Freedom House divulga relatório que mostra queda da liberdade de imprensa no mundo.

Atualizado em 07/05/2014 às 14:05, por Redação Portal IMPRENSA.

A organização não governamental Freedom House divulgou nesta semana relatório que mostra que a liberdade de imprensa no mundo está em seu nível mais baixo em mais de uma década.
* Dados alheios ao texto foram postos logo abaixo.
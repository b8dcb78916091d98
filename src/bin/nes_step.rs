use famicore::nes::apu::VBLANK_START;
use famicore::prelude::*;
use log::info;
use std::env;
use std::fs;
use std::process;

/// CPU cycles per scanline, rounded up
const CYCLES_PER_SCANLINE: u64 = 114;
const SCANLINES_PER_FRAME: u16 = 262;

enum RunMode {
    Steps { steps: usize },
    Frames { frames: usize },
}

struct Options {
    prg_path: String,
    chr_path: Option<String>,
    mapper: u16,
    run_mode: RunMode,
    log_lines: usize,
}

fn parse_args() -> Options {
    let mut args = env::args().skip(1);
    let mut prg_path: Option<String> = None;
    let mut chr_path: Option<String> = None;
    let mut mapper: u16 = 0;
    let mut steps: Option<usize> = None;
    let mut frames: Option<usize> = None;
    let mut log_lines: usize = 0;

    while let Some(arg) = args.next() {
        match arg.as_str() {
            "-s" | "--steps" => {
                let val = args.next().unwrap_or_default();
                steps = Some(parse_usize(&val, "steps"));
            }
            "-f" | "--frames" => {
                let val = args.next().unwrap_or_default();
                frames = Some(parse_usize(&val, "frames"));
            }
            "-m" | "--mapper" => {
                let val = args.next().unwrap_or_default();
                mapper = u16::try_from(parse_usize(&val, "mapper")).unwrap_or_else(|_| {
                    eprintln!("Invalid mapper: {val}");
                    print_usage_and_exit();
                });
            }
            "-c" | "--chr" => {
                chr_path = args.next();
            }
            "-l" | "--log" => {
                let val = args.next().unwrap_or_default();
                log_lines = parse_usize(&val, "log");
            }
            _ => {
                if prg_path.is_none() {
                    prg_path = Some(arg);
                } else {
                    eprintln!("Unexpected argument: {arg}");
                    print_usage_and_exit();
                }
            }
        }
    }

    let prg_path = prg_path.unwrap_or_else(|| {
        eprintln!("Missing PRG path.");
        print_usage_and_exit();
    });
    if frames.is_some() && steps.is_some() {
        eprintln!("Provide either --steps or --frames, not both.");
        print_usage_and_exit();
    }
    let run_mode = match frames {
        Some(frames) => RunMode::Frames { frames },
        None => RunMode::Steps {
            steps: steps.unwrap_or(1),
        },
    };

    Options {
        prg_path,
        chr_path,
        mapper,
        run_mode,
        log_lines,
    }
}

fn parse_usize(value: &str, name: &str) -> usize {
    let parsed = match value.strip_prefix("0x").or_else(|| value.strip_prefix("0X")) {
        Some(hex) => usize::from_str_radix(hex, 16),
        None => value.parse::<usize>(),
    };
    parsed.unwrap_or_else(|_| {
        eprintln!("Invalid {name}: {value}");
        print_usage_and_exit();
    })
}

fn print_usage_and_exit() -> ! {
    eprintln!("Usage: nes-step <prg_path> [--steps <count> | --frames <count>] [options]");
    eprintln!("Options:");
    eprintln!("  -s, --steps <count>     Instructions to execute (default: 1)");
    eprintln!("  -f, --frames <count>    Frames to run, with per-scanline ticks and vblank NMI");
    eprintln!("  -m, --mapper <number>   Board number (default: 0)");
    eprintln!("  -c, --chr <path>        CHR image (default: 8 KiB CHR-RAM)");
    eprintln!("  -l, --log <count>       Print the last <count> executed instructions");
    process::exit(2);
}

fn read_file(path: &str) -> Vec<u8> {
    fs::read(path).unwrap_or_else(|err| {
        eprintln!("Failed to read '{path}': {err}");
        process::exit(2);
    })
}

fn run_frames(nes: &mut Nes, frames: usize) {
    for _ in 0..frames {
        for scanline in 0..SCANLINES_PER_FRAME {
            if let RunState::Paused { .. } = nes.run_cycles(CYCLES_PER_SCANLINE) {
                return;
            }
            nes.on_hblank(scanline);
            // NullPpu keeps no $2000 NMI-enable bit, so every vblank raises NMI
            if scanline == VBLANK_START {
                nes.nmi();
            }
        }
    }
}

fn main() {
    env_logger::init();
    let opts = parse_args();

    let prg = read_file(&opts.prg_path);
    let chr = opts.chr_path.as_deref().map(read_file).unwrap_or_default();
    let cart = Cartridge::new(prg, chr, opts.mapper, Mirroring::Horizontal).unwrap_or_else(|err| {
        eprintln!("Cartridge error: {err}");
        process::exit(2);
    });

    let config = NesConfig {
        debug_enabled: opts.log_lines > 0,
    };
    let mut nes = Nes::with_cartridge(config, cart);

    match opts.run_mode {
        RunMode::Steps { steps } => {
            for _ in 0..steps {
                if nes.is_paused() {
                    break;
                }
                nes.step();
            }
        }
        RunMode::Frames { frames } => run_frames(&mut nes, frames),
    }
    info!("stopped after {} cycles", nes.cycles());

    if opts.log_lines > 0 {
        for line in nes.cpu().recent_steps(opts.log_lines) {
            println!("{line}");
        }
    }

    match nes.save().to_json() {
        Ok(json) => println!("{json}"),
        Err(err) => {
            eprintln!("Failed to encode save state: {err}");
            process::exit(1);
        }
    }

    if let Some(err) = &nes.cpu().error {
        eprintln!("CPU error: {err}");
        process::exit(1);
    }
}
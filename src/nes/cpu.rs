use bitflags::bitflags;
use serde::{Deserialize, Serialize};
use thiserror::Error;

pub mod debugger;
pub mod disasm;
mod instruction_handlers;
pub mod interrupts;
pub mod opcodes;
pub mod processor;
pub mod state;
pub mod step_log;


pub use debugger::{Breakpoints, DebugEvent, Watchpoints};
pub use state::CpuState;
use step_log::StepLog;

pub const CPU_STACK_BASE: u16 = 0x0100;
pub const MAX_STEP_LOG: usize = 200;

/// Memory seen by the CPU. Mapper write intercepts live behind this interface.
pub trait CpuBusInterface {
    fn cpu_bus_read(&mut self, addr: u16) -> u8;
    fn cpu_bus_write(&mut self, addr: u16, value: u8);
}

bitflags! {
    /* https://www.nesdev.org/wiki/Status_flags
            7  bit  0
        ---- ----
        NV1B DIZC
        |||| ||||
        |||| |||+- Carry
        |||| ||+-- Zero
        |||| |+--- Interrupt Disable
        |||| +---- Decimal
        |||+------ (No CPU effect; see: the B flag)
        ||+------- (No CPU effect; always pushed as 1)
        |+-------- Overflow
        +--------- Negative
     */
    #[derive(Debug, Clone, Copy, PartialEq, Eq, Serialize, Deserialize)]
    pub struct Flags: u8 {
        const CARRY             = 1<<0;
        const ZERO              = 1<<1;
        const INTERRUPT_DISABLE = 1<<2;
        const DECIMAL_MODE      = 1<<3;
        const BREAK             = 1<<4;
        const RESERVED          = 1<<5;
        const OVERFLOW          = 1<<6;
        const NEGATIVE          = 1<<7;
    }
}

/// N and Z bits for every possible result byte
pub const NZ_TABLE: [u8; 256] = {
    let mut table = [0u8; 256];
    let mut i = 0;
    while i < 256 {
        let mut value = 0;
        if i == 0 {
            value |= Flags::ZERO.bits();
        }
        if i & 0x80 != 0 {
            value |= Flags::NEGATIVE.bits();
        }
        table[i] = value;
        i += 1;
    }
    table
};

#[derive(Debug, Clone, Copy, PartialEq, Eq)]
pub enum AddressingMode {
    Implied,
    Accumulator,
    Immediate,
    ZeroPage,
    ZeroPageX,
    ZeroPageY,
    Absolute,
    AbsoluteX,
    AbsoluteY,
    Indirect,  // Only JMP supports this mode
    IndirectX,
    IndirectY,
    Relative,  // The branch instructions exclusively use this mode
}

impl AddressingMode {
    pub fn has_operand(&self) -> bool {
        !matches!(self, AddressingMode::Implied | AddressingMode::Accumulator)
    }
}

#[derive(Debug, Clone, PartialEq, Eq, Error)]
pub enum CpuError {
    #[error("Unknown opcode 0x{code:02X} at ${pc:04X}")]
    UnknownOpcode { code: u8, pc: u16 },

    #[error("{name} at ${pc:04X} has no memory operand")]
    IllegalAddressing { name: &'static str, pc: u16 },
}

/// Resolved operand of the instruction being executed
#[derive(Debug, Clone, Copy, PartialEq, Eq)]
pub struct Operand {
    /// `None` for accumulator and implied addressing
    pub addr: Option<u16>,
    pub page_crossed: bool,
}

impl Operand {
    pub const NONE: Operand = Operand {
        addr: None,
        page_crossed: false,
    };

    pub fn at(addr: u16) -> Operand {
        Operand {
            addr: Some(addr),
            page_crossed: false,
        }
    }
}

pub struct Cpu {
    pub register_a: u8,
    pub register_x: u8,
    pub register_y: u8,
    pub stack_pointer: u8,
    pub status: Flags,
    pub program_counter: u16,

    pub paused: bool,
    pub error: Option<CpuError>,

    pub breakpoints: Breakpoints,
    pub watchpoints: Watchpoints,

    debug_enabled: bool,
    step_log: StepLog,

    // address and table entry of the opcode currently executing
    instruction_pc: u16,
    current_op: Option<&'static opcodes::Instruction>,
}

impl Default for Cpu {
    fn default() -> Self {
        Self::new(false)
    }
}
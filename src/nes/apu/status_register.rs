use bitflags::bitflags;

bitflags! {
    /* See: https://www.nesdev.org/wiki/APU#Status_($4015)
        7  bit  0
        ---- ----
        IF-D NT21
        |||| ||||
        |||| |||+- Pulse Channel 1 (0: disabled, 1: enabled)
        |||| ||+-- Pulse Channel 2 (0: disabled, 1: enabled)
        |||| |+--- Triangle Channel (0: disabled, 1: enabled)
        |||| +---- Noise Channel (0: disabled, 1: enabled)
        |||+------ DMC Channel (0: disabled, 1: enabled)
        ||+------- unused
        |+-------- Frame interrupt asserted
        +--------- DMC interrupt asserted
     */
    #[derive(Debug, Clone, Copy, PartialEq, Eq)]
    pub struct ApuStatusRegister: u8 {
        const PULSE_CHANNEL_1 =  0b0000_0001;
        const PULSE_CHANNEL_2 =  0b0000_0010;
        const TRIANGLE_CHANNEL = 0b0000_0100;
        const NOISE_CHANNEL =    0b0000_1000;
        const DMC_CHANNEL =      0b0001_0000;
        // open bit 5            0b0010_0000;
        const FRAME_INTERRUPT =  0b0100_0000;
        const DMC_INTERRUPT =    0b1000_0000;
    }
}

impl ApuStatusRegister {
    /// Enable bit for channel index 0..5
    pub fn channel(ch: usize) -> ApuStatusRegister {
        if ch >= 5 {
            return ApuStatusRegister::empty();
        }
        ApuStatusRegister::from_bits_truncate(1 << ch)
    }

    pub fn channels() -> ApuStatusRegister {
        ApuStatusRegister::PULSE_CHANNEL_1
            | ApuStatusRegister::PULSE_CHANNEL_2
            | ApuStatusRegister::TRIANGLE_CHANNEL
            | ApuStatusRegister::NOISE_CHANNEL
            | ApuStatusRegister::DMC_CHANNEL
    }
}

bitflags! {
    /* See: https://www.nesdev.org/wiki/APU_Frame_Counter
        7  bit  0
        ---- ----
        MI-- ----
        ||
        |+-------- IRQ inhibit
        +--------- Sequencer mode (0: 4-step, 1: 5-step)
     */
    #[derive(Debug, Clone, Copy, PartialEq, Eq)]
    pub struct FrameCounterRegister: u8 {
        const IRQ_INHIBIT =    0b0100_0000;
        const SEQUENCER_MODE = 0b1000_0000;
    }
}

impl FrameCounterRegister {
    /// Frame IRQs fire only with both mode bits clear
    pub fn irq_enabled(&self) -> bool {
        !self.intersects(FrameCounterRegister::IRQ_INHIBIT | FrameCounterRegister::SEQUENCER_MODE)
    }
}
O índice foi puxado por quedas no Oriente Médio e nos países do Leste da África, mas também foi propulsionado por uma deterioração nos Estados Unidos.
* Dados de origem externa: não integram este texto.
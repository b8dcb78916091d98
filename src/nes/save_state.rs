use serde::{Deserialize, Serialize};
use thiserror::Error;

use crate::nes::apu::ApuState;
use crate::nes::cartridge::CartridgeState;
use crate::nes::cpu::CpuState;

pub const SAVE_STATE_VERSION: u32 = 1;

#[derive(Debug, Error)]
pub enum SaveStateError {
    #[error("Corrupt save state: {0}")]
    Corrupt(String),

    #[error("Unsupported save state version: v{0}")]
    UnsupportedVersion(u32),

    #[error(transparent)]
    Json(#[from] serde_json::Error),
}

/// Structural snapshot of the whole machine
#[derive(Debug, Clone, PartialEq, Serialize, Deserialize)]
pub struct SaveState {
    pub version: u32,
    pub cpu: CpuState,
    pub apu: ApuState,
    pub ram: Vec<u8>,
    pub cartridge: Option<CartridgeState>,
    /// IRQ raised by the APU or a mapper but not yet taken by the CPU
    #[serde(default)]
    pub irq_pending: bool,
}

impl SaveState {
    pub fn to_json(&self) -> Result<String, SaveStateError> {
        Ok(serde_json::to_string_pretty(self)?)
    }

    pub fn from_json(json: &str) -> Result<SaveState, SaveStateError> {
        let state: SaveState = serde_json::from_str(json)?;
        if state.version != SAVE_STATE_VERSION {
            return Err(SaveStateError::UnsupportedVersion(state.version));
        }
        Ok(state)
    }
}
Crédito:Reprodução Levantamento aponta aumento de violência dos Estados contra a imprensa
Segundo a Folhapress, o documento da entidade revela crescimento de casos de repórteres estrangeiros e órgãos de comunicação como alvo dos Estados em 2013. O levantamento retrata que a parcela da população mundial que vive sob ambientes de imprensa “livres” é de apenas 14% e equivale a 63 países, contra 44% de pessoas em locais “não livres”, encontradas em 66 nações, e 42% sob regimes "parcialmente livres", os quais representam 68 federações.
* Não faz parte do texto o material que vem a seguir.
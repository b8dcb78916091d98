use log::{debug, error, info, warn};

use super::interrupts::{self, Interrupt, VEC_RESET};
use super::step_log::StepLog;
use super::{
    disasm, opcodes, AddressingMode, Breakpoints, Cpu, CpuBusInterface, CpuError, DebugEvent,
    Flags, Operand, Watchpoints, CPU_STACK_BASE, MAX_STEP_LOG, NZ_TABLE,
};

impl Cpu {
    pub fn new(debug_enabled: bool) -> Cpu {
        Cpu {
            register_a: 0,
            register_x: 0,
            register_y: 0,
            stack_pointer: 0,
            status: Flags::RESERVED,
            program_counter: 0,
            paused: false,
            error: None,
            breakpoints: Breakpoints::default(),
            watchpoints: Watchpoints::default(),
            debug_enabled,
            step_log: StepLog::new(MAX_STEP_LOG),
            instruction_pc: 0,
            current_op: None,
        }
    }

    /// Power-on / reset sequence. Registers A, X and Y keep their values.
    pub fn reset(&mut self, bus: &mut dyn CpuBusInterface) {
        self.status = Flags::INTERRUPT_DISABLE | Flags::BREAK | Flags::RESERVED;
        self.stack_pointer = self.stack_pointer.wrapping_sub(3);
        self.program_counter = self.read16(bus, VEC_RESET);
        self.step_log.clear();
        self.error = None;
        self.current_op = None;
    }

    /// Executes one instruction and returns the cycles it consumed.
    ///
    /// An unmapped opcode pauses the CPU and consumes 0 cycles; the program counter
    /// is left just past the offending byte.
    pub fn step(&mut self, bus: &mut dyn CpuBusInterface) -> u8 {
        if self.debug_enabled {
            let line = disasm::disassemble(bus, self.program_counter);
            self.step_log.write(line);
        }

        self.instruction_pc = self.program_counter;
        let code = self.read8(bus, self.program_counter);
        self.program_counter = self.program_counter.wrapping_add(1);

        let Some(instruction) = opcodes::lookup(code) else {
            let err = CpuError::UnknownOpcode {
                code,
                pc: self.instruction_pc,
            };
            error!("{}", err);
            self.error = Some(err);
            self.paused = true;
            return 0;
        };
        self.current_op = Some(instruction);

        let operand_pc = self.program_counter;
        self.program_counter = self
            .instruction_pc
            .wrapping_add(instruction.size as u16);
        let operand = self.resolve_operand(bus, operand_pc, instruction.mode);

        let mut cycles = instruction.cycles;
        cycles += (instruction.exec)(self, bus, operand);
        if instruction.page_penalty && operand.page_crossed {
            cycles += 1;
        }

        if self.breakpoints.is_enabled(self.program_counter) {
            self.paused = true;
            info!("Stop at breakpoint: ${:04X}", self.program_counter);
        }

        cycles
    }

    /// Non-maskable interrupt, raised by the video chip at vertical blank
    pub fn nmi(&mut self, bus: &mut dyn CpuBusInterface) {
        let pc = self.program_counter;
        if self.debug_enabled {
            self.step_log.write(format!("NMI occurred at pc={:04X}", pc));
        }
        self.enter_interrupt(bus, interrupts::NMI, pc);

        if self.breakpoints.is_event_enabled(DebugEvent::Nmi) {
            self.paused = true;
            warn!("paused because NMI: {:04X}, {:04X}", pc, self.program_counter);
        }
    }

    /// Maskable interrupt. Returns false and changes nothing while I is set.
    pub fn request_irq(&mut self, bus: &mut dyn CpuBusInterface) -> bool {
        if self.status.contains(Flags::INTERRUPT_DISABLE) {
            return false;
        }
        let pc = self.program_counter;
        if self.debug_enabled {
            self.step_log.write(format!("IRQ occurred at pc={:04X}", pc));
        }
        self.enter_interrupt(bus, interrupts::IRQ, pc);
        true
    }

    pub(super) fn enter_interrupt(
        &mut self,
        bus: &mut dyn CpuBusInterface,
        interrupt: Interrupt,
        return_addr: u16,
    ) {
        debug!(
            "{:?} entered from ${:04X}",
            interrupt.interrupt_type, return_addr
        );
        self.stack_push_u16(bus, return_addr);
        let mut pushed = self.status;
        pushed.set(Flags::BREAK, interrupt.pushes_break);
        self.stack_push(bus, pushed.bits());
        self.program_counter = self.read16(bus, interrupt.vector_addr);
        self.status.insert(Flags::INTERRUPT_DISABLE);
    }

    pub fn read8(&mut self, bus: &mut dyn CpuBusInterface, addr: u16) -> u8 {
        let value = bus.cpu_bus_read(addr);
        if self.watchpoints.watches_read(addr) {
            self.paused = true;
            info!(
                "Break because watched point read: adr=${:04X}, value=${:02X}",
                addr, value
            );
        }
        value
    }

    pub fn read16(&mut self, bus: &mut dyn CpuBusInterface, addr: u16) -> u16 {
        let lo = self.read8(bus, addr) as u16;
        let hi = self.read8(bus, addr.wrapping_add(1)) as u16;
        (hi << 8) | lo
    }

    /// 16-bit read whose high byte never leaves the page of `addr` (the JMP ($xxFF) quirk)
    pub fn read16_indirect(&mut self, bus: &mut dyn CpuBusInterface, addr: u16) -> u16 {
        let lo = self.read8(bus, addr) as u16;
        let hi_addr = (addr & 0xFF00) | (addr.wrapping_add(1) & 0x00FF);
        let hi = self.read8(bus, hi_addr) as u16;
        (hi << 8) | lo
    }

    pub fn write8(&mut self, bus: &mut dyn CpuBusInterface, addr: u16, value: u8) {
        bus.cpu_bus_write(addr, value);
        if self.watchpoints.watches_write(addr) {
            self.paused = true;
            info!(
                "Break because watched point write: adr=${:04X}, value=${:02X}",
                addr, value
            );
        }
    }

    pub(super) fn stack_push(&mut self, bus: &mut dyn CpuBusInterface, value: u8) {
        let addr = CPU_STACK_BASE + self.stack_pointer as u16;
        self.write8(bus, addr, value);
        self.stack_pointer = self.stack_pointer.wrapping_sub(1);
    }

    pub(super) fn stack_push_u16(&mut self, bus: &mut dyn CpuBusInterface, value: u16) {
        self.stack_push(bus, (value >> 8) as u8);
        self.stack_push(bus, (value & 0xFF) as u8);
    }

    pub(super) fn stack_pop(&mut self, bus: &mut dyn CpuBusInterface) -> u8 {
        self.stack_pointer = self.stack_pointer.wrapping_add(1);
        let addr = CPU_STACK_BASE + self.stack_pointer as u16;
        self.read8(bus, addr)
    }

    pub(super) fn stack_pop_u16(&mut self, bus: &mut dyn CpuBusInterface) -> u16 {
        let lo = self.stack_pop(bus) as u16;
        let hi = self.stack_pop(bus) as u16;
        (hi << 8) | lo
    }

    /// Effective address of the operand bytes starting at `operand_pc`
    pub(super) fn resolve_operand(
        &mut self,
        bus: &mut dyn CpuBusInterface,
        operand_pc: u16,
        mode: AddressingMode,
    ) -> Operand {
        match mode {
            AddressingMode::Implied | AddressingMode::Accumulator => Operand::NONE,
            AddressingMode::Immediate | AddressingMode::Relative => Operand::at(operand_pc),
            AddressingMode::ZeroPage => {
                let zp = self.read8(bus, operand_pc);
                Operand::at(zp as u16)
            }
            AddressingMode::ZeroPageX => {
                let zp = self.read8(bus, operand_pc);
                Operand::at(zp.wrapping_add(self.register_x) as u16)
            }
            AddressingMode::ZeroPageY => {
                let zp = self.read8(bus, operand_pc);
                Operand::at(zp.wrapping_add(self.register_y) as u16)
            }
            AddressingMode::Absolute => Operand::at(self.read16(bus, operand_pc)),
            AddressingMode::AbsoluteX => {
                let base = self.read16(bus, operand_pc);
                Self::indexed(base, self.register_x)
            }
            AddressingMode::AbsoluteY => {
                let base = self.read16(bus, operand_pc);
                Self::indexed(base, self.register_y)
            }
            AddressingMode::Indirect => {
                let ptr = self.read16(bus, operand_pc);
                Operand::at(self.read16_indirect(bus, ptr))
            }
            AddressingMode::IndirectX => {
                let zp = self.read8(bus, operand_pc).wrapping_add(self.register_x);
                Operand::at(self.read16_indirect(bus, zp as u16))
            }
            AddressingMode::IndirectY => {
                let zp = self.read8(bus, operand_pc);
                let base = self.read16_indirect(bus, zp as u16);
                Self::indexed(base, self.register_y)
            }
        }
    }

    fn indexed(base: u16, index: u8) -> Operand {
        let addr = base.wrapping_add(index as u16);
        Operand {
            addr: Some(addr),
            page_crossed: (base ^ addr) & 0xFF00 != 0,
        }
    }

    /// Address carried by `operand`. Memory instructions decoded without one are
    /// reported and pause the CPU.
    pub(super) fn operand_addr(&mut self, operand: Operand) -> Option<u16> {
        if operand.addr.is_none() {
            let name = self.current_op.map(|op| op.name()).unwrap_or("???");
            let err = CpuError::IllegalAddressing {
                name,
                pc: self.instruction_pc,
            };
            error!("{}", err);
            self.error = Some(err);
            self.paused = true;
        }
        operand.addr
    }

    pub(super) fn update_zero_and_negative_flags(&mut self, value: u8) {
        self.status.remove(Flags::ZERO | Flags::NEGATIVE);
        self.status
            .insert(Flags::from_bits_retain(NZ_TABLE[value as usize]));
    }

    pub(super) fn update_nzc_flags(&mut self, value: u8, carry: bool) {
        self.update_zero_and_negative_flags(value);
        self.status.set(Flags::CARRY, carry);
    }

    pub(super) fn set_register_a(&mut self, value: u8) {
        self.register_a = value;
        self.update_zero_and_negative_flags(value);
    }

    pub(super) fn set_register_x(&mut self, value: u8) {
        self.register_x = value;
        self.update_zero_and_negative_flags(value);
    }

    pub(super) fn set_register_y(&mut self, value: u8) {
        self.register_y = value;
        self.update_zero_and_negative_flags(value);
    }

    pub fn pause(&mut self, paused: bool) {
        self.paused = paused;
    }

    pub fn is_paused(&self) -> bool {
        self.paused
    }

    pub fn set_breakpoint(&mut self, addr: u16, enabled: bool) {
        self.breakpoints.set(addr, enabled);
    }

    pub fn set_event_breakpoint(&mut self, event: DebugEvent, enabled: bool) {
        self.breakpoints.set_event(event, enabled);
    }

    pub fn set_read_watch(&mut self, addr: u16, enabled: bool) {
        self.watchpoints.set_read(addr, enabled);
    }

    pub fn set_write_watch(&mut self, addr: u16, enabled: bool) {
        self.watchpoints.set_write(addr, enabled);
    }

    /// Clears breakpoints and both watch tables
    pub fn delete_all_breakpoints(&mut self) {
        self.breakpoints.clear();
        self.watchpoints.clear();
    }

    /// Disassembly of the most recent steps, oldest first. Empty unless debug is enabled.
    pub fn recent_steps(&self, count: usize) -> Vec<String> {
        self.step_log.recent(count)
    }

    /// Hex dump of `count` bytes from `start`, sixteen per line
    pub fn dump(&self, bus: &mut dyn CpuBusInterface, start: u16, count: usize) -> Vec<String> {
        let mut lines = Vec::with_capacity(count.div_ceil(16));
        let mut offset = 0usize;
        while offset < count {
            let line_start = start.wrapping_add(offset as u16);
            let mut line = format!("{:04X}:", line_start);
            for i in 0..16usize.min(count - offset) {
                let byte = bus.cpu_bus_read(line_start.wrapping_add(i as u16));
                line.push_str(&format!(" {:02X}", byte));
            }
            lines.push(line);
            offset += 16;
        }
        lines
    }
}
Neste contexto, Rússia e China são exemplos de países que se recusaram a renovar os passaportes de jornalistas de outras federações ou ameaçaram fazê-lo, com notas 81 e 84, respectivamente. A avaliação vai de 0 a 100 e quanto mais alta, menor a liberdade. Para a diretora de projetos do relatório, Karin Karlekar, o declínio ocorreu por conta de "iniciativas de governos para controlar a mensagem e punir o mensageiro".
Na América Latina, o Brasil é um dos destaques positivos. Com 45 pontos, o país foi definido pela analista-sênior de pesquisa da Freedom House, Jennifer Dunham, como um dos ambientes de imprensa mais abertos no continente, "especialmente em comparação com declínios recentes na Venezuela, Equador e Argentina". No entanto, o país poderia ter obtido melhor resultado, de acordo com a executiva. Ela ressalta que há dois impeditivos que travam tal perspectiva: a agressões a profissionais e a intimidação judiciária.
"A maior intimidação vem de juízes decidindo a favor de figuras políticas proeminentes em casos de difamação ou privacidade e do grande número de solicitações para retirada de conteúdo", avaliou. Já os Estados Unidos, sinônimo de imprensa “livre”, figurou entre os maiores declínios do mundo no período, em decorrência das tentativas do governo de Barack Obama de inibir reportagens que tratem sobre questões de segurança nacional, a fim de compelir jornalistas a revelarem suas fontes.